La tablette UbiSlate est en élaboration depuis 18 mois. Le produit comprend désormais un écran de sept pouces de diagonale, le système d'exploitation Android 2.2, un modem intégré, deux ports USB et 256 mégaoctets de mémoire vive.

Les deux frères disent avoir réussi à garder les coûts bas parce qu'ils forment une entreprise davantage «intégrée verticalement» que d'autres. Les pièces provenant de partout dans le monde sont assemblées dans une usine d'Hyderabad, en Inde.

«Ce n'est pas le PlayBook, ce n'est pas le iPad, l'appareil ne vous donnera pas le même genre de performance, reconnaît volontiers M. Tuli.
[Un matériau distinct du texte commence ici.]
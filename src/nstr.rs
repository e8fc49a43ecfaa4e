//! Normalized string model
//!
//! A normalized string is the part-sequence form of a translatable string: literal
//! text runs interleaved with typed placeholders. On the wire (TM files, job payloads)
//! it is a JSON array whose elements are either plain strings or placeholder objects:
//!
//! ```json
//! ["Hello ", {"t": "bx", "v": "<b>"}, "world", {"t": "ex", "v": "</b>"}]
//! ```
//!
//! Canonical form never has two literal runs next to each other. Every constructor
//! in this module goes through [`consolidate`], so a `NormalizedString` is always
//! canonical.

use serde::{Deserialize, Deserializer, Serialize};
use std::collections::BTreeMap;
use std::fmt;

/// Inline-tag semantics of a placeholder
#[derive(Debug, Clone, Copy, PartialEq, Eq, Hash, Serialize, Deserialize)]
pub enum PlaceholderKind {
    /// Self-closing placeholder (a variable, `<br/>`, ...)
    #[serde(rename = "x")]
    Standalone,
    /// Opening half of a paired tag
    #[serde(rename = "bx")]
    Open,
    /// Closing half of a paired tag
    #[serde(rename = "ex")]
    Close,
}

impl PlaceholderKind {
    /// Short code used on the wire and inside mangled tokens
    pub fn code(self) -> &'static str {
        match self {
            PlaceholderKind::Standalone => "x",
            PlaceholderKind::Open => "bx",
            PlaceholderKind::Close => "ex",
        }
    }

    pub fn from_code(code: &str) -> Option<Self> {
        match code {
            "x" => Some(PlaceholderKind::Standalone),
            "bx" => Some(PlaceholderKind::Open),
            "ex" => Some(PlaceholderKind::Close),
            _ => None,
        }
    }
}

impl fmt::Display for PlaceholderKind {
    fn fmt(&self, f: &mut fmt::Formatter<'_>) -> fmt::Result {
        f.write_str(self.code())
    }
}

/// A non-literal part of a normalized string
#[derive(Debug, Clone, PartialEq, Eq, Hash, Serialize, Deserialize)]
pub struct Placeholder {
    #[serde(rename = "t")]
    pub kind: PlaceholderKind,
    /// Opaque identifier supplied by the producer (the original tag, a variable expression)
    #[serde(rename = "v")]
    pub value: String,
    /// Human-readable rendering of the placeholder
    #[serde(rename = "s", default, skip_serializing_if = "Option::is_none")]
    pub sample: Option<String>,
    /// Mangled token assigned by the codec; equal `v1` means same placeholder instance
    #[serde(default, skip_serializing_if = "Option::is_none")]
    pub v1: Option<String>,
}

impl Placeholder {
    pub fn new(kind: PlaceholderKind, value: impl Into<String>) -> Self {
        Placeholder {
            kind,
            value: value.into(),
            sample: None,
            v1: None,
        }
    }

    pub fn standalone(value: impl Into<String>) -> Self {
        Self::new(PlaceholderKind::Standalone, value)
    }

    pub fn open(value: impl Into<String>) -> Self {
        Self::new(PlaceholderKind::Open, value)
    }

    pub fn close(value: impl Into<String>) -> Self {
        Self::new(PlaceholderKind::Close, value)
    }

    pub fn with_sample(mut self, sample: impl Into<String>) -> Self {
        self.sample = Some(sample.into());
        self
    }

    pub fn with_v1(mut self, v1: impl Into<String>) -> Self {
        self.v1 = Some(v1.into());
        self
    }
}

/// One element of a normalized string
#[derive(Debug, Clone, PartialEq, Eq, Hash, Serialize, Deserialize)]
#[serde(untagged)]
pub enum Part {
    Text(String),
    Placeholder(Placeholder),
}

impl Part {
    pub fn as_placeholder(&self) -> Option<&Placeholder> {
        match self {
            Part::Placeholder(ph) => Some(ph),
            Part::Text(_) => None,
        }
    }
}

impl From<&str> for Part {
    fn from(text: &str) -> Self {
        Part::Text(text.to_string())
    }
}

impl From<Placeholder> for Part {
    fn from(ph: Placeholder) -> Self {
        Part::Placeholder(ph)
    }
}

/// A canonical (consolidated) sequence of parts
#[derive(Debug, Clone, Default, PartialEq, Eq, Hash, Serialize)]
#[serde(transparent)]
pub struct NormalizedString(Vec<Part>);

impl NormalizedString {
    /// Build a normalized string, merging adjacent literal runs and dropping empty ones
    pub fn new(parts: impl IntoIterator<Item = Part>) -> Self {
        Self::from_decoded(
            parts.into_iter().map(DecodedPart::from),
            &mut Flags::default(),
        )
    }

    /// A normalized string holding a single literal run
    pub fn from_text(text: impl Into<String>) -> Self {
        Self::new([Part::Text(text.into())])
    }

    /// Consolidate decoder output into canonical form, collecting raised flags
    pub fn from_decoded(parts: impl IntoIterator<Item = DecodedPart>, flags: &mut Flags) -> Self {
        NormalizedString(consolidate_with(parts, flags, Part::Text, Part::Placeholder))
    }

    pub fn parts(&self) -> &[Part] {
        &self.0
    }

    pub fn iter(&self) -> std::slice::Iter<'_, Part> {
        self.0.iter()
    }

    pub fn into_parts(self) -> Vec<Part> {
        self.0
    }

    pub fn len(&self) -> usize {
        self.0.len()
    }

    pub fn is_empty(&self) -> bool {
        self.0.is_empty()
    }

    pub fn placeholders(&self) -> impl Iterator<Item = &Placeholder> {
        self.0.iter().filter_map(Part::as_placeholder)
    }

    pub fn placeholders_mut(&mut self) -> impl Iterator<Item = &mut Placeholder> {
        self.0.iter_mut().filter_map(|part| match part {
            Part::Placeholder(ph) => Some(ph),
            Part::Text(_) => None,
        })
    }

    pub fn placeholder_count(&self) -> usize {
        self.placeholders().count()
    }

    /// Concatenation of the literal runs only
    pub fn text_only(&self) -> String {
        self.0
            .iter()
            .filter_map(|part| match part {
                Part::Text(text) => Some(text.as_str()),
                Part::Placeholder(_) => None,
            })
            .collect()
    }
}

impl<'de> Deserialize<'de> for NormalizedString {
    fn deserialize<D: Deserializer<'de>>(deserializer: D) -> Result<Self, D::Error> {
        Vec::<Part>::deserialize(deserializer).map(NormalizedString::new)
    }
}

impl<'a> IntoIterator for &'a NormalizedString {
    type Item = &'a Part;
    type IntoIter = std::slice::Iter<'a, Part>;

    fn into_iter(self) -> Self::IntoIter {
        self.0.iter()
    }
}

impl FromIterator<Part> for NormalizedString {
    fn from_iter<I: IntoIterator<Item = Part>>(iter: I) -> Self {
        NormalizedString::new(iter)
    }
}

/// Renders literal text and placeholder values back to back
impl fmt::Display for NormalizedString {
    fn fmt(&self, f: &mut fmt::Formatter<'_>) -> fmt::Result {
        for part in &self.0 {
            match part {
                Part::Text(text) => f.write_str(text)?,
                Part::Placeholder(ph) => f.write_str(&ph.value)?,
            }
        }
        Ok(())
    }
}

/// Intermediate part produced by decoders, before consolidation
///
/// A literal fragment may carry a flag: consolidation records the flag in the
/// [`Flags`] accumulator and keeps the text in the sequence.
#[derive(Debug, Clone, PartialEq, Eq)]
pub enum DecodedPart {
    Text { value: String, flag: Option<String> },
    Placeholder(Placeholder),
}

impl DecodedPart {
    pub fn text(value: impl Into<String>) -> Self {
        DecodedPart::Text {
            value: value.into(),
            flag: None,
        }
    }

    pub fn flagged(value: impl Into<String>, flag: impl Into<String>) -> Self {
        DecodedPart::Text {
            value: value.into(),
            flag: Some(flag.into()),
        }
    }
}

impl From<Part> for DecodedPart {
    fn from(part: Part) -> Self {
        match part {
            Part::Text(value) => DecodedPart::Text { value, flag: None },
            Part::Placeholder(ph) => DecodedPart::Placeholder(ph),
        }
    }
}

impl From<Placeholder> for DecodedPart {
    fn from(ph: Placeholder) -> Self {
        DecodedPart::Placeholder(ph)
    }
}

/// Side-channel values threaded through decode, consolidate and encode
///
/// Writing a flag that is already present overwrites it: last write wins.
#[derive(Debug, Clone, Default, PartialEq, Eq)]
pub struct Flags {
    values: BTreeMap<String, String>,
}

impl Flags {
    const RAISED: &'static str = "true";
    const TARGET_LANG: &'static str = "targetLang";

    pub fn new() -> Self {
        Self::default()
    }

    /// Flags pre-seeded with the target language encoders should render for
    pub fn for_target(lang: &str) -> Self {
        let mut flags = Self::default();
        flags.set(Self::TARGET_LANG, lang);
        flags
    }

    pub fn raise(&mut self, name: &str) {
        self.set(name, Self::RAISED);
    }

    pub fn set(&mut self, name: &str, value: &str) {
        self.values.insert(name.to_string(), value.to_string());
    }

    pub fn get(&self, name: &str) -> Option<&str> {
        self.values.get(name).map(String::as_str)
    }

    pub fn is_raised(&self, name: &str) -> bool {
        self.values.contains_key(name)
    }

    pub fn target_lang(&self) -> Option<&str> {
        self.get(Self::TARGET_LANG)
    }

    /// Fold `other` into `self`; values from `other` win
    pub fn merge(&mut self, other: &Flags) {
        for (name, value) in &other.values {
            self.values.insert(name.clone(), value.clone());
        }
    }
}

/// Merge adjacent literal runs of decoder output, keeping parts typed
///
/// Idempotent: consolidating already consolidated parts returns them unchanged.
pub fn consolidate(
    parts: impl IntoIterator<Item = DecodedPart>,
    flags: &mut Flags,
) -> Vec<DecodedPart> {
    consolidate_with(parts, flags, DecodedPart::text, DecodedPart::Placeholder)
}

/// Scan left to right accumulating literal runs; flush on placeholders and at the end.
/// `text` and `placeholder` choose the output representation.
fn consolidate_with<T>(
    parts: impl IntoIterator<Item = DecodedPart>,
    flags: &mut Flags,
    text: impl Fn(String) -> T,
    placeholder: impl Fn(Placeholder) -> T,
) -> Vec<T> {
    let mut consolidated = Vec::new();
    let mut accumulated = String::new();
    for part in parts {
        match part {
            DecodedPart::Text { value, flag } => {
                accumulated.push_str(&value);
                if let Some(flag) = flag {
                    flags.raise(&flag);
                }
            }
            DecodedPart::Placeholder(ph) => {
                if !accumulated.is_empty() {
                    consolidated.push(text(std::mem::take(&mut accumulated)));
                }
                consolidated.push(placeholder(ph));
            }
        }
    }
    if !accumulated.is_empty() {
        consolidated.push(text(accumulated));
    }
    consolidated
}

#[cfg(test)]
mod tests {
    use super::*;

    fn sample_nstr() -> NormalizedString {
        NormalizedString::new([
            Part::from("Hello "),
            Part::from(Placeholder::open("<b>")),
            Part::from("world"),
            Part::from(Placeholder::close("</b>")),
            Part::from("!"),
        ])
    }

    // ========== Consolidation Tests ==========

    #[test]
    fn test_adjacent_text_is_merged() {
        let nstr = NormalizedString::new([
            Part::from("a"),
            Part::from("b"),
            Part::from(Placeholder::standalone("{x}")),
            Part::from("c"),
            Part::from("d"),
        ]);
        assert_eq!(
            nstr.parts(),
            &[
                Part::from("ab"),
                Part::from(Placeholder::standalone("{x}")),
                Part::from("cd"),
            ]
        );
    }

    #[test]
    fn test_empty_text_is_dropped() {
        let nstr = NormalizedString::new([
            Part::from(""),
            Part::from(Placeholder::standalone("{x}")),
            Part::from(""),
        ]);
        assert_eq!(nstr.len(), 1);
        assert!(NormalizedString::from_text("").is_empty());
    }

    #[test]
    fn test_consolidation_is_idempotent() {
        let mut flags = Flags::new();
        let once = consolidate(
            vec![
                DecodedPart::text("a"),
                DecodedPart::flagged("b", "quotes"),
                DecodedPart::Placeholder(Placeholder::standalone("%s")),
                DecodedPart::text("c"),
            ],
            &mut flags,
        );
        let twice = consolidate(once.clone(), &mut flags);
        assert_eq!(once, twice);
        assert_eq!(once.len(), 3);
    }

    #[test]
    fn test_flags_are_collected_without_removing_text() {
        let mut flags = Flags::new();
        let nstr = NormalizedString::from_decoded(
            vec![DecodedPart::text("it"), DecodedPart::flagged("'s", "apostrophe")],
            &mut flags,
        );
        assert_eq!(nstr.parts(), &[Part::from("it's")]);
        assert!(flags.is_raised("apostrophe"));
        assert!(!flags.is_raised("other"));
    }

    #[test]
    fn test_flags_last_write_wins() {
        let mut flags = Flags::for_target("fr");
        flags.set("targetLang", "de");
        assert_eq!(flags.target_lang(), Some("de"));

        let mut other = Flags::new();
        other.set("targetLang", "it");
        flags.merge(&other);
        assert_eq!(flags.target_lang(), Some("it"));
    }

    // ========== Wire Format Tests ==========

    #[test]
    fn test_json_wire_format() {
        let json = serde_json::to_string(&sample_nstr()).unwrap();
        assert_eq!(
            json,
            r#"["Hello ",{"t":"bx","v":"<b>"},"world",{"t":"ex","v":"</b>"},"!"]"#
        );
    }

    #[test]
    fn test_deserialize_consolidates() {
        let nstr: NormalizedString =
            serde_json::from_str(r#"["a","b",{"t":"x","v":"{n}","s":"3","v1":"a_x_n"}]"#)
                .unwrap();
        assert_eq!(nstr.len(), 2);
        assert_eq!(nstr.parts()[0], Part::from("ab"));
        let ph = nstr.placeholders().next().unwrap();
        assert_eq!(ph.sample.as_deref(), Some("3"));
        assert_eq!(ph.v1.as_deref(), Some("a_x_n"));
    }

    #[test]
    fn test_display_and_text_only() {
        let nstr = sample_nstr();
        assert_eq!(nstr.to_string(), "Hello <b>world</b>!");
        assert_eq!(nstr.text_only(), "Hello world!");
        assert_eq!(nstr.placeholder_count(), 2);
    }

    #[test]
    fn test_kind_codes() {
        for kind in [
            PlaceholderKind::Standalone,
            PlaceholderKind::Open,
            PlaceholderKind::Close,
        ] {
            assert_eq!(PlaceholderKind::from_code(kind.code()), Some(kind));
        }
        assert_eq!(PlaceholderKind::from_code("s"), None);
    }
}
On ne peut pas y jouer à Angry Birds, l'appareil n'affiche pas de graphismes 3D.»

La UbiSlate, par contre, explique-t-il, accomplit bien deux tâches : offrir un accès internet décent, ainsi que la capacité de jouer des vidéos en haute définition - un aspect essentiel pour une Inde obsédée par Bollywood.

Un petit clavier peut être acheté en supplément, ce qui vient convertir la tablette en un ordinateur ultraléger.

Le modèle indien ne nécessitera pas d'électricité pour en charger la pile. Un petit panneau solaire qui génère environ deux watts d'énergie par jour, sous le soleil indien, sera suffisant pour alimenter l'appareil.

Selon une étude d'une association indienne de l'industrie, moins de 10 pour cent des Indiens ont accès à Internet. Il y aurait environ 112 millions d'internautes, les trois quarts d'entre eux vivant dans les plus grandes villes.